The Story
Somewhere in the future, Homo Rakshasas and Homo Sapiens have made peace and signed the Rakshas Manushya Peace Treaty. With that, the demons are in charge of the Post Death Transition Services — to transport souls called ‘Cargo’, after death to their reincarnations. Space-dwelling Rakshasas agent Prahastha, played by a stoic Vikrant Massey, helms a Pushpak with only earth-bound Nitigya Sir (a flawless Nandu Madhav) for online company. After 75 years of rendering solitary service, a young social media-driven assistant Yuvishka (Shweta Tripathi) is foisted on him. His lonely existence has just begun to accommodate the newbie, when she begins to lose her joie de vivre as she entertains doubts about her dream job.
The Review
Debutante director Arati Kadav’s belief of how Eastern sci-fi is more aligned to Indian culture leaves an important clue about the plot. Her vision is vast, like our epics from where she selects some cues, such as the name Prahastha, a valiant commander-in-chief of Ravana’s army or Pushpak, another bow to Ravan’s viman.
Kadav’s Prahastha is a man on a mission to seamlessly onboard his cargoes, heal them, erase their memories and send them back to be reborn. His monotonous existence which he equates to being more dead than the ‘dead’ cargo he processes reeks of a crisis. Massey’s vulnerability and inability to console a cargo in the face of a query as to “What’s the point of it all?” melts your heart, as he invests his role with his trademark integrity. He inhabits the skin of the disciplined taskmaster who is more humane than he lets on while Tripathi’s dynamic demeanour is a gem to behold. Her descent from the bubbly novice to a world-weary demon losing her prized ability weights your heart down.
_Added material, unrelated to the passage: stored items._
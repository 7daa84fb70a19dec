//! Download a statistical table as CSV and regroup it into a nested JSON
//! document keyed by facet columns, with `[date, value]` series at the leaves.

pub mod diagnostics;
pub mod error;
pub mod fetch;
pub mod output;
pub mod process;
pub mod settings;

use reqwest::Client;

use diagnostics::DiagnosticSink;
use error::Result;
use process::tree::{self, LeafColumns};
use settings::Settings;

/// Turn CSV text into the rendered JSON document.
pub fn convert(text: &str, settings: &Settings, sink: &dyn DiagnosticSink) -> Result<String> {
    let table = process::load_csv(text)?;
    let facets = process::facets::validate(&settings.facets, &table.headers, sink);
    let columns = LeafColumns {
        date: &settings.date_column,
        value: &settings.value_column,
    };
    let reshaped = tree::reshape(&table, &facets, columns, sink)?;
    output::render(&reshaped.tree)
}

/// Resolve the table identifier, fetch the CSV and convert it.
pub async fn run(settings: &Settings, client: &Client, sink: &dyn DiagnosticSink) -> Result<String> {
    let source = fetch::resolve(&settings.data_url, &settings.identifier_param)?;
    let text = fetch::fetch_csv(client, &source.data_url).await?;
    convert(&text, settings, sink)
}
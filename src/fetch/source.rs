// src/fetch/source.rs
use tracing::debug;
use url::Url;

use crate::error::{ReshapeError, Result};
use crate::settings::METADATA_URL_TEMPLATE;

/// A data table located by its portal URL.
#[derive(Debug, Clone, PartialEq)]
pub struct TableSource {
    pub data_url: Url,
    /// Product identifier taken from the query string.
    pub pid: String,
    /// Companion symbols file. Derived for reference, never fetched.
    pub metadata_url: String,
}

/// Parse `data_url` and pull the identifier out of its `param` query parameter.
///
/// The first non-empty occurrence wins; `pid=` with no value counts as absent.
pub fn resolve(data_url: &str, param: &str) -> Result<TableSource> {
    let url = Url::parse(data_url).map_err(|source| ReshapeError::InvalidUrl {
        url: data_url.to_string(),
        source,
    })?;

    let pid = url
        .query_pairs()
        .filter(|(k, _)| k == param)
        .map(|(_, v)| v.into_owned())
        .find(|v| !v.is_empty())
        .ok_or_else(|| ReshapeError::MissingIdentifier {
            param: param.to_string(),
            url: data_url.to_string(),
        })?;
    debug!(%pid, "extracted identifier");

    let metadata_url = metadata_url(&pid);
    debug!(%metadata_url, "derived metadata URL");

    Ok(TableSource {
        data_url: url,
        pid,
        metadata_url,
    })
}

/// The symbols-separate download for `pid`, addressed by its base table id.
pub fn metadata_url(pid: &str) -> String {
    let keep = pid.chars().count().saturating_sub(2);
    let base: String = pid.chars().take(keep).collect();
    METADATA_URL_TEMPLATE
        .replace("{base}", &base)
        .replace("{pid}", pid)
}
use std::path::PathBuf;

use thiserror::Error;

/// Fatal conditions that abort a run.
#[derive(Error, Debug)]
pub enum ReshapeError {
    /// Not enough command-line arguments.
    #[error("usage: {0}")]
    Usage(String),

    #[error("invalid source URL {url:?}: {source}")]
    InvalidUrl {
        url: String,
        #[source]
        source: url::ParseError,
    },

    /// The source URL carries no usable identifier parameter.
    #[error("'{param}' parameter not found in URL {url:?}")]
    MissingIdentifier { param: String, url: String },

    #[error("fetching {url} failed: {source}")]
    Fetch {
        url: String,
        #[source]
        source: reqwest::Error,
    },

    #[error("CSV parsing error: {0}")]
    Csv(#[from] csv::Error),

    /// A column every leaf needs is absent from the header row.
    #[error("missing required column: {0}")]
    MissingColumn(String),

    /// `VALUE` field that is neither empty nor a finite number.
    #[error("row {row}: cannot parse value {value:?} as a number")]
    ValueParse { row: usize, value: String },

    #[error("JSON serialization error: {0}")]
    Serialize(#[from] serde_json::Error),

    #[error("writing {}: {source}", path.display())]
    Io {
        path: PathBuf,
        #[source]
        source: std::io::Error,
    },
}

pub type Result<T> = std::result::Result<T, ReshapeError>;
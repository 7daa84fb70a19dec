use tracing::info;

use crate::diagnostics::{Diagnostic, DiagnosticSink};
use crate::settings::DEFAULT_FACET;

/// Keep the requested facets that appear in `headers`, in requested order.
///
/// When nothing matches, a [`Diagnostic::FacetFallback`] is reported and the
/// hierarchy becomes `[GEO]`, whether or not `GEO` is itself a header.
pub fn validate(requested: &[String], headers: &[String], sink: &dyn DiagnosticSink) -> Vec<String> {
    let valid: Vec<String> = requested
        .iter()
        .filter(|f| headers.contains(f))
        .cloned()
        .collect();

    let valid = if valid.is_empty() {
        sink.report(Diagnostic::FacetFallback {
            requested: requested.to_vec(),
            headers: headers.to_vec(),
            fallback: DEFAULT_FACET.to_string(),
        });
        vec![DEFAULT_FACET.to_string()]
    } else {
        valid
    };

    info!(facets = ?valid, "using facet hierarchy");
    valid
}

#[cfg(test)]
mod tests {
    use super::*;
    use crate::diagnostics::CollectingSink;

    fn strings(v: &[&str]) -> Vec<String> {
        v.iter().map(|s| s.to_string()).collect()
    }

    #[test]
    fn keeps_requested_order() {
        let sink = CollectingSink::new();
        let headers = strings(&["REF_DATE", "GEO", "Sex", "Age group", "VALUE"]);
        let got = validate(&strings(&["Age group", "Missing", "GEO"]), &headers, &sink);
        assert_eq!(got, strings(&["Age group", "GEO"]));
        assert!(sink.is_empty());
    }

    #[test]
    fn falls_back_to_geo() {
        let sink = CollectingSink::new();
        let headers = strings(&["REF_DATE", "GEO", "VALUE"]);
        let got = validate(&strings(&["Sex"]), &headers, &sink);
        assert_eq!(got, strings(&["GEO"]));
        assert_eq!(
            sink.diagnostics(),
            vec![Diagnostic::FacetFallback {
                requested: strings(&["Sex"]),
                headers,
                fallback: "GEO".into(),
            }]
        );
    }

    #[test]
    fn fallback_is_unconditional() {
        let sink = CollectingSink::new();
        let got = validate(&strings(&["Sex"]), &strings(&["REF_DATE", "VALUE"]), &sink);
        assert_eq!(got, strings(&["GEO"]));
        assert_eq!(sink.len(), 1);
    }
}
//! Single-line text input used as the anchor of the suggest widget.
//!
//! This is a deliberately small input: a char-vector value, a cursor
//! position, prompt/placeholder rendering, and the basic movement and
//! deletion bindings. The suggest widget routes key messages here and diffs
//! the value afterwards to drive prefix detection; anything fancier
//! (validation, echo modes, clipboard) belongs to the host application.

use crate::key::{matches_binding, new_binding, with_keys_str, Binding};
use bubbletea_rs::KeyMsg;
use crossterm::event::{KeyCode, KeyModifiers};
use lipgloss_extras::prelude::*;

/// Key bindings for editing the input line.
#[derive(Debug, Clone)]
pub struct KeyMap {
    /// Move cursor one character right.
    pub character_forward: Binding,
    /// Move cursor one character left.
    pub character_backward: Binding,
    /// Move to start of line.
    pub line_start: Binding,
    /// Move to end of line.
    pub line_end: Binding,
    /// Delete one character backward.
    pub delete_character_backward: Binding,
    /// Delete one character forward.
    pub delete_character_forward: Binding,
    /// Delete from start of line to cursor.
    pub delete_before_cursor: Binding,
    /// Delete from cursor to end of line.
    pub delete_after_cursor: Binding,
}

/// Default editing bindings.
pub fn default_key_map() -> KeyMap {
    KeyMap {
        character_forward: new_binding(vec![with_keys_str(&["right", "ctrl+f"])]),
        character_backward: new_binding(vec![with_keys_str(&["left", "ctrl+b"])]),
        line_start: new_binding(vec![with_keys_str(&["home", "ctrl+a"])]),
        line_end: new_binding(vec![with_keys_str(&["end", "ctrl+e"])]),
        delete_character_backward: new_binding(vec![with_keys_str(&["backspace", "ctrl+h"])]),
        delete_character_forward: new_binding(vec![with_keys_str(&["delete", "ctrl+d"])]),
        delete_before_cursor: new_binding(vec![with_keys_str(&["ctrl+u"])]),
        delete_after_cursor: new_binding(vec![with_keys_str(&["ctrl+k"])]),
    }
}

/// The input line model.
pub struct Model {
    /// Prompt rendered before the text.
    pub prompt: String,
    /// Style for the prompt.
    pub prompt_style: Style,
    /// Style for the typed text.
    pub text_style: Style,
    /// Placeholder shown while the value is empty.
    pub placeholder: String,
    /// Style for the placeholder.
    pub placeholder_style: Style,
    /// Style for the character under the cursor.
    pub cursor_style: Style,
    /// Key bindings.
    pub key_map: KeyMap,

    value: Vec<char>,
    pos: usize,
    focus: bool,
}

/// Creates an input with default prompt and styles.
pub fn new() -> Model {
    Model {
        prompt: "> ".to_string(),
        prompt_style: Style::new(),
        text_style: Style::new(),
        placeholder: String::new(),
        placeholder_style: Style::new().foreground(Color::from("240")),
        cursor_style: Style::new().reverse(true),
        key_map: default_key_map(),
        value: Vec::new(),
        pos: 0,
        focus: false,
    }
}

impl Default for Model {
    fn default() -> Self {
        new()
    }
}

impl Model {
    /// Returns the current value.
    pub fn value(&self) -> String {
        self.value.iter().collect()
    }

    /// Replaces the value and moves the cursor to the end.
    pub fn set_value(&mut self, s: &str) {
        self.value = s.chars().collect();
        self.pos = self.value.len();
    }

    /// Clears the value and resets the cursor.
    pub fn reset(&mut self) {
        self.value.clear();
        self.pos = 0;
    }

    /// Returns the cursor position as a character index.
    pub fn position(&self) -> usize {
        self.pos
    }

    /// Moves the cursor, clamped to the value length.
    pub fn set_cursor(&mut self, pos: usize) {
        self.pos = pos.min(self.value.len());
    }

    /// Returns whether the input has focus.
    pub fn focused(&self) -> bool {
        self.focus
    }

    /// Focuses the input.
    pub fn focus(&mut self) {
        self.focus = true;
    }

    /// Removes focus.
    pub fn blur(&mut self) {
        self.focus = false;
    }

    /// Sets the placeholder text.
    pub fn set_placeholder(&mut self, placeholder: &str) {
        self.placeholder = placeholder.to_string();
    }

    /// Applies a key press to the input. Ignored while unfocused.
    pub fn handle_key(&mut self, msg: &KeyMsg) {
        if !self.focus {
            return;
        }

        let km = &self.key_map;
        if matches_binding(msg, &km.character_backward) {
            if self.pos > 0 {
                self.pos -= 1;
            }
        } else if matches_binding(msg, &km.character_forward) {
            if self.pos < self.value.len() {
                self.pos += 1;
            }
        } else if matches_binding(msg, &km.line_start) {
            self.pos = 0;
        } else if matches_binding(msg, &km.line_end) {
            self.pos = self.value.len();
        } else if matches_binding(msg, &km.delete_character_backward) {
            if self.pos > 0 {
                self.value.remove(self.pos - 1);
                self.pos -= 1;
            }
        } else if matches_binding(msg, &km.delete_character_forward) {
            if self.pos < self.value.len() {
                self.value.remove(self.pos);
            }
        } else if matches_binding(msg, &km.delete_before_cursor) {
            self.value.drain(..self.pos);
            self.pos = 0;
        } else if matches_binding(msg, &km.delete_after_cursor) {
            self.value.truncate(self.pos);
        } else if let KeyCode::Char(ch) = msg.key {
            if !msg.modifiers.contains(KeyModifiers::CONTROL)
                && !msg.modifiers.contains(KeyModifiers::ALT)
            {
                self.value.insert(self.pos, ch);
                self.pos += 1;
            }
        }
    }

    /// Renders the input line.
    pub fn view(&self) -> String {
        let prompt = self.prompt_style.render(&self.prompt);

        if self.value.is_empty() && !self.placeholder.is_empty() {
            let placeholder = if self.focus {
                let mut chars = self.placeholder.chars();
                match chars.next() {
                    Some(first) => format!(
                        "{}{}",
                        self.cursor_style.render(&first.to_string()),
                        self.placeholder_style.render(chars.as_str())
                    ),
                    None => String::new(),
                }
            } else {
                self.placeholder_style.render(&self.placeholder)
            };
            return format!("{}{}", prompt, placeholder);
        }

        if !self.focus {
            return format!("{}{}", prompt, self.text_style.render(&self.value()));
        }

        let before: String = self.value[..self.pos].iter().collect();
        let under: String = self
            .value
            .get(self.pos)
            .map(|c| c.to_string())
            .unwrap_or_else(|| " ".to_string());
        let after: String = self
            .value
            .get(self.pos + 1..)
            .map(|cs| cs.iter().collect())
            .unwrap_or_default();

        format!(
            "{}{}{}{}",
            prompt,
            self.text_style.render(&before),
            self.cursor_style.render(&under),
            self.text_style.render(&after),
        )
    }
}

#[cfg(test)]
mod tests {
    use super::*;

    fn press(code: KeyCode) -> KeyMsg {
        KeyMsg {
            key: code,
            modifiers: KeyModifiers::NONE,
        }
    }

    fn type_str(input: &mut Model, s: &str) {
        for ch in s.chars() {
            input.handle_key(&press(KeyCode::Char(ch)));
        }
    }

    #[test]
    fn typing_inserts_at_cursor() {
        let mut input = new();
        input.focus();
        type_str(&mut input, "tag");
        assert_eq!(input.value(), "tag");
        assert_eq!(input.position(), 3);

        input.handle_key(&press(KeyCode::Left));
        input.handle_key(&press(KeyCode::Char('e')));
        assert_eq!(input.value(), "taeg");
    }

    #[test]
    fn unfocused_input_ignores_keys() {
        let mut input = new();
        type_str(&mut input, "ignored");
        assert_eq!(input.value(), "");
    }

    #[test]
    fn backspace_and_delete() {
        let mut input = new();
        input.focus();
        input.set_value("wool");
        input.handle_key(&press(KeyCode::Backspace));
        assert_eq!(input.value(), "woo");

        input.set_cursor(0);
        input.handle_key(&press(KeyCode::Delete));
        assert_eq!(input.value(), "oo");
    }

    #[test]
    fn kill_line_bindings() {
        let mut input = new();
        input.focus();
        input.set_value("brand:merino");
        input.set_cursor(6);

        input.handle_key(&KeyMsg {
            key: KeyCode::Char('k'),
            modifiers: KeyModifiers::CONTROL,
        });
        assert_eq!(input.value(), "brand:");

        input.handle_key(&KeyMsg {
            key: KeyCode::Char('u'),
            modifiers: KeyModifiers::CONTROL,
        });
        assert_eq!(input.value(), "");
        assert_eq!(input.position(), 0);
    }

    #[test]
    fn set_cursor_is_clamped() {
        let mut input = new();
        input.set_value("hat");
        input.set_cursor(100);
        assert_eq!(input.position(), 3);
    }

    #[test]
    fn view_shows_placeholder_when_empty() {
        let mut input = new();
        input.set_placeholder("search…");
        assert!(input.view().contains("search…"));

        input.set_value("wool");
        assert!(!input.view().contains("search…"));
        assert!(input.view().contains("wool"));
    }
}
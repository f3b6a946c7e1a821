//! Prefix-triggered remote-suggestion autocomplete widget.
//!
//! The widget watches its input line for a recognized prefix (`tag:`,
//! `brand:`, …), fetches matching suggestions from a remote endpoint, and
//! renders them as a navigable panel. Accepting a suggestion rewrites the
//! input with the formatted value and emits a [`CommittedMsg`] so the host
//! model can re-run whatever search it drives off the input.
//!
//! # Usage
//!
//! ```rust,no_run
//! use bubbletea_suggest::client::SuggestClient;
//! use bubbletea_suggest::suggest::{self, CommittedMsg};
//! use bubbletea_rs::{Cmd, Msg};
//!
//! struct App {
//!     search: suggest::Model,
//! }
//!
//! impl App {
//!     fn update(&mut self, msg: Msg) -> Option<Cmd> {
//!         if let Some(committed) = msg.downcast_ref::<CommittedMsg>() {
//!             // re-run the host search with committed.value
//!             let _ = &committed.value;
//!             return None;
//!         }
//!         self.search.update(msg)
//!     }
//!
//!     fn view(&self) -> String {
//!         self.search.view()
//!     }
//! }
//! ```
//!
//! # In-flight lookups
//!
//! Lookups are never cancelled when a newer keystroke supersedes them. Each
//! fetch resolves independently and overwrites the widget's result state on
//! arrival, so a slow early response can replace the results of a faster
//! later one. This mirrors the behavior of the search box this widget is
//! modeled on; sequence numbering would be the fix if it ever matters.

pub mod keymap;
pub mod methods;
pub mod model;
pub mod style;
pub mod types;
pub mod view;

#[cfg(test)]
mod tests;

pub use keymap::{default_key_map, KeyMap};
pub use model::{new, Model};
pub use style::Styles;
pub use types::{CommittedMsg, SelectMsg, SuggestErrorMsg, SuggestionsMsg, WidgetId};
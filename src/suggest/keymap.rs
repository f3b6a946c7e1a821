//! Key bindings for the suggest widget.

use crate::key::{self, new_binding, with_help, with_keys_str, Binding};

/// Key bindings for navigating and acting on the suggestion panel.
///
/// The panel-navigation bindings only apply while the panel is open with a
/// non-empty list; otherwise keys fall through to the input line.
#[derive(Debug, Clone)]
pub struct KeyMap {
    /// Move the active suggestion forward.
    pub next_suggestion: Binding,
    /// Move the active suggestion backward.
    pub prev_suggestion: Binding,
    /// Commit the active suggestion (item 0 when none is active).
    pub accept_suggestion: Binding,
    /// Close the panel, leaving the input text unchanged.
    pub dismiss: Binding,
    /// Empty the input and close the panel.
    pub clear: Binding,
}

/// Default bindings for the suggest widget.
pub fn default_key_map() -> KeyMap {
    KeyMap {
        next_suggestion: new_binding(vec![
            with_keys_str(&["down", "ctrl+n"]),
            with_help("↓", "next suggestion"),
        ]),
        prev_suggestion: new_binding(vec![
            with_keys_str(&["up", "ctrl+p"]),
            with_help("↑", "previous suggestion"),
        ]),
        accept_suggestion: new_binding(vec![
            with_keys_str(&["enter"]),
            with_help("enter", "accept suggestion"),
        ]),
        dismiss: new_binding(vec![with_keys_str(&["esc"]), with_help("esc", "dismiss")]),
        clear: new_binding(vec![with_keys_str(&["ctrl+l"]), with_help("ctrl+l", "clear")]),
    }
}

impl Default for KeyMap {
    fn default() -> Self {
        default_key_map()
    }
}

impl key::KeyMap for KeyMap {
    fn short_help(&self) -> Vec<&Binding> {
        vec![
            &self.next_suggestion,
            &self.prev_suggestion,
            &self.accept_suggestion,
            &self.dismiss,
        ]
    }

    fn full_help(&self) -> Vec<Vec<&Binding>> {
        vec![
            vec![&self.next_suggestion, &self.prev_suggestion],
            vec![&self.accept_suggestion, &self.dismiss, &self.clear],
        ]
    }
}
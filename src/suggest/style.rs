//! Styling for the suggestion panel.
//!
//! The active-row style is a rendering projection of the widget's `active`
//! index; the index itself is the source of truth, never the styling.

use lipgloss_extras::prelude::*;

/// Ellipsis used when the panel window truncates the list.
pub const ELLIPSIS: &str = "…";

/// Styles for every visual element of the suggest widget.
#[derive(Debug, Clone)]
pub struct Styles {
    /// Style for the icon token in the panel header.
    pub icon: Style,
    /// Style for the category name in the panel header.
    pub category: Style,
    /// Style for a suggestion row.
    pub item: Style,
    /// Style for the active (highlighted) suggestion row.
    pub active_item: Style,
    /// Style for the truncation indicator rows.
    pub more: Style,
    /// Style for the clear affordance next to the input.
    pub clear_hint: Style,
}

impl Default for Styles {
    fn default() -> Self {
        let subdued_color = AdaptiveColor {
            Light: "#9B9B9B",
            Dark: "#5C5C5C",
        };

        Self {
            icon: Style::new().foreground(AdaptiveColor {
                Light: "#04B575",
                Dark: "#ECFD65",
            }),
            category: Style::new().foreground(subdued_color.clone()).bold(true),
            item: Style::new().padding_left(2),
            active_item: Style::new()
                .padding_left(2)
                .background(Color::from("62"))
                .foreground(Color::from("230")),
            more: Style::new().foreground(subdued_color.clone()).padding_left(2),
            clear_hint: Style::new().foreground(subdued_color),
        }
    }
}
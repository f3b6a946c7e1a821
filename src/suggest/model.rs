//! Core model of the suggest widget.

use super::keymap::{default_key_map, KeyMap};
use super::style::Styles;
use super::types::{next_widget_id, CommittedMsg, SuggestErrorMsg, SuggestionsMsg, WidgetId};
use crate::client::SuggestClient;
use crate::input;
use crate::rule::{dedup_rules, default_rules, PrefixRule};
use bubbletea_rs::{Cmd, Msg};

/// The suggest widget model.
///
/// Each instance exclusively owns its state; nothing is shared between
/// widgets, so several can live in one program without interfering. All
/// mutation happens in `update()` on the program's event loop.
///
/// # Examples
///
/// ```rust,no_run
/// use bubbletea_suggest::client::SuggestClient;
/// use bubbletea_suggest::suggest;
///
/// let client = SuggestClient::new("https://shop.example.com").unwrap();
/// let mut widget = suggest::new(client);
/// widget.focus();
/// ```
pub struct Model {
    /// Key bindings for panel navigation and clearing.
    pub key_map: KeyMap,
    /// Panel styles.
    pub styles: Styles,
    /// The anchor input line.
    pub input: input::Model,
    /// Maximum number of suggestion rows shown at once.
    pub max_visible: usize,

    pub(super) id: WidgetId,
    pub(super) rules: Vec<PrefixRule>,
    pub(super) client: SuggestClient,

    pub(super) open: bool,
    pub(super) active: Option<usize>,
    pub(super) last_suggestions: Vec<String>,
    pub(super) last_matched: Option<PrefixRule>,
    pub(super) window_offset: usize,
    pub(super) clear_visible: bool,
    pub(super) last_value: String,
}

/// Creates a widget with the default four-category rule set.
pub fn new(client: SuggestClient) -> Model {
    Model {
        key_map: default_key_map(),
        styles: Styles::default(),
        input: input::new(),
        max_visible: 8,
        id: next_widget_id(),
        rules: default_rules(),
        client,
        open: false,
        active: None,
        last_suggestions: Vec::new(),
        last_matched: None,
        window_offset: 0,
        clear_visible: false,
        last_value: String::new(),
    }
}

impl Model {
    /// Replaces the prefix rules. Duplicate literal prefixes are dropped,
    /// keeping the first occurrence, so first-match-wins stays well defined.
    pub fn with_rules(mut self, rules: Vec<PrefixRule>) -> Self {
        self.rules = dedup_rules(rules);
        self
    }

    /// Sets the input placeholder.
    pub fn with_placeholder(mut self, placeholder: &str) -> Self {
        self.input.set_placeholder(placeholder);
        self
    }

    /// Sets the panel window height in rows.
    pub fn with_max_visible(mut self, rows: usize) -> Self {
        self.max_visible = rows.max(1);
        self
    }

    /// Returns this instance's id, used to address messages to it.
    pub fn id(&self) -> WidgetId {
        self.id
    }

    /// Returns the configured prefix rules.
    pub fn rules(&self) -> &[PrefixRule] {
        &self.rules
    }

    /// Returns whether the suggestion panel is open.
    pub fn is_open(&self) -> bool {
        self.open
    }

    /// Returns the active suggestion index, `None` when nothing is active.
    pub fn active_index(&self) -> Option<usize> {
        self.active
    }

    /// Returns the most recently fetched suggestion set.
    pub fn suggestions(&self) -> &[String] {
        &self.last_suggestions
    }

    /// Returns the rule behind the most recently applied result set.
    pub fn matched_rule(&self) -> Option<&PrefixRule> {
        self.last_matched.as_ref()
    }

    /// Returns whether the clear affordance is shown.
    pub fn clear_visible(&self) -> bool {
        self.clear_visible
    }

    /// Focuses the anchor input.
    pub fn focus(&mut self) {
        self.input.focus();
    }

    /// Removes focus and closes the panel.
    ///
    /// Focus loss is the terminal analog of clicking outside the widget, so
    /// it resets the active selection as well. The input text is untouched.
    pub fn blur(&mut self) {
        self.input.blur();
        self.reset_panel();
    }

    /// Returns whether the anchor input is focused.
    pub fn focused(&self) -> bool {
        self.input.focused()
    }
}

/// Builds the fetch command for one suggestion lookup.
///
/// Each command runs to completion independently; nothing cancels it when a
/// newer keystroke supersedes it. The resolved message overwrites the
/// widget's result state whenever it arrives (last write wins).
pub(super) fn fetch(client: SuggestClient, rule: PrefixRule, query: String, id: WidgetId) -> Cmd {
    Box::pin(async move {
        let msg: Msg = match client.fetch(&rule.category, &query).await {
            Ok(suggestions) => Box::new(SuggestionsMsg {
                id,
                rule,
                query,
                suggestions,
            }),
            Err(err) => Box::new(SuggestErrorMsg {
                id,
                error: err.to_string(),
            }),
        };
        Some(msg)
    })
}

/// Builds the command that notifies the host of a committed value.
pub(super) fn committed(id: WidgetId, value: String) -> Cmd {
    Box::pin(async move { Some(Box::new(CommittedMsg { id, value }) as Msg) })
}
//! HTTP client for the remote suggestion endpoint.
//!
//! The endpoint contract is
//! `GET {base}/search-suggestions?type={category}&q={query}` returning a JSON
//! array of strings, ordered, possibly empty. There is no pagination and no
//! error envelope; any non-2xx status or non-parseable body is a failure.
//!
//! The client applies no request timeout: a slow lookup only delays the
//! render it belongs to, it never fails it.

use thiserror::Error;
use url::Url;

/// Errors from a suggestion lookup.
#[derive(Debug, Error)]
pub enum Error {
    /// The configured base address is not a valid URL.
    #[error("invalid suggestion endpoint: {0}")]
    InvalidEndpoint(#[from] url::ParseError),
    /// The base URL cannot carry a path (e.g. `data:` URLs).
    #[error("suggestion endpoint cannot carry a path: {0}")]
    NotABase(Url),
    /// The request failed, returned a non-2xx status, or the body was not a
    /// JSON array of strings.
    #[error("suggestion request failed: {0}")]
    Request(#[from] reqwest::Error),
}

/// A client for one suggestion endpoint, shared by clones across widgets.
///
/// # Examples
///
/// ```rust,no_run
/// use bubbletea_suggest::client::SuggestClient;
///
/// # async fn demo() -> Result<(), bubbletea_suggest::client::Error> {
/// let client = SuggestClient::new("https://shop.example.com")?;
/// let suggestions = client.fetch("brand", "mer").await?;
/// # Ok(())
/// # }
/// ```
#[derive(Debug, Clone)]
pub struct SuggestClient {
    http: reqwest::Client,
    base: Url,
}

impl SuggestClient {
    /// Creates a client for the endpoint rooted at `base`.
    pub fn new(base: impl AsRef<str>) -> Result<Self, Error> {
        let base = Url::parse(base.as_ref())?;
        if base.cannot_be_a_base() {
            return Err(Error::NotABase(base));
        }
        Ok(Self {
            http: reqwest::Client::new(),
            base,
        })
    }

    /// Returns the configured base URL.
    pub fn base(&self) -> &Url {
        &self.base
    }

    /// Fetches suggestions for `query` within `category`.
    ///
    /// The result order is the endpoint's; the caller renders it as-is.
    pub async fn fetch(&self, category: &str, query: &str) -> Result<Vec<String>, Error> {
        let url = self.endpoint(category, query);
        tracing::debug!(%url, "fetching suggestions");

        let suggestions: Vec<String> = self
            .http
            .get(url)
            .send()
            .await?
            .error_for_status()?
            .json()
            .await?;

        tracing::debug!(count = suggestions.len(), "suggestions received");
        Ok(suggestions)
    }

    fn endpoint(&self, category: &str, query: &str) -> Url {
        let mut url = self.base.clone();
        // cannot_be_a_base was rejected in new(), so path_segments_mut succeeds
        if let Ok(mut segments) = url.path_segments_mut() {
            segments.pop_if_empty().push("search-suggestions");
        }
        url.query_pairs_mut()
            .append_pair("type", category)
            .append_pair("q", query);
        url
    }
}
Nandu Madhav aka Nitigya Sir adds the gentle chutzpah. However, the loneliness detective and the comic build-ups to the death scenes seem alien to the gentle storytelling. That may have been intentional – the writer may be hinting at a philosophical riddle that’s lost on me.
The plot juxtaposes the philosophy of death and rebirth check-to-jowl with consumerist corporatisation, and yet I have to ask — what’s the point in that? How does being demons contribute to the lead pairs’ personalities? Gifted demons wasting away in dead-end bureaucratic jobs when they could easily enslave and rule humanity as in our epics — doesn’t cut the ice. May be ideas got lost in implementation. It feels as if the story missed the beat between holding back its ideas and surrendering to their flow.
While the movie skips the usual tropes of the genre and instead holds up the (in)humanity of the society for a deeper study, it asks heartfelt questions, then leaves us without answers. A feeble attempt in “something always survives when everything is over” just does not suffice.
The production design and cinematography show a deliberate attempt at borrowing the quaint analog look of the 80s Doordarshan serials like the Milind Soman-starrer sci-fi ‘Captain Vyom’, while the sound is intended to not serenade but soothe. Cargo’s festival circuit run may have been unceremoniously cut short — but it will find its experimental place in the sun, if only for the performance of the lead pair.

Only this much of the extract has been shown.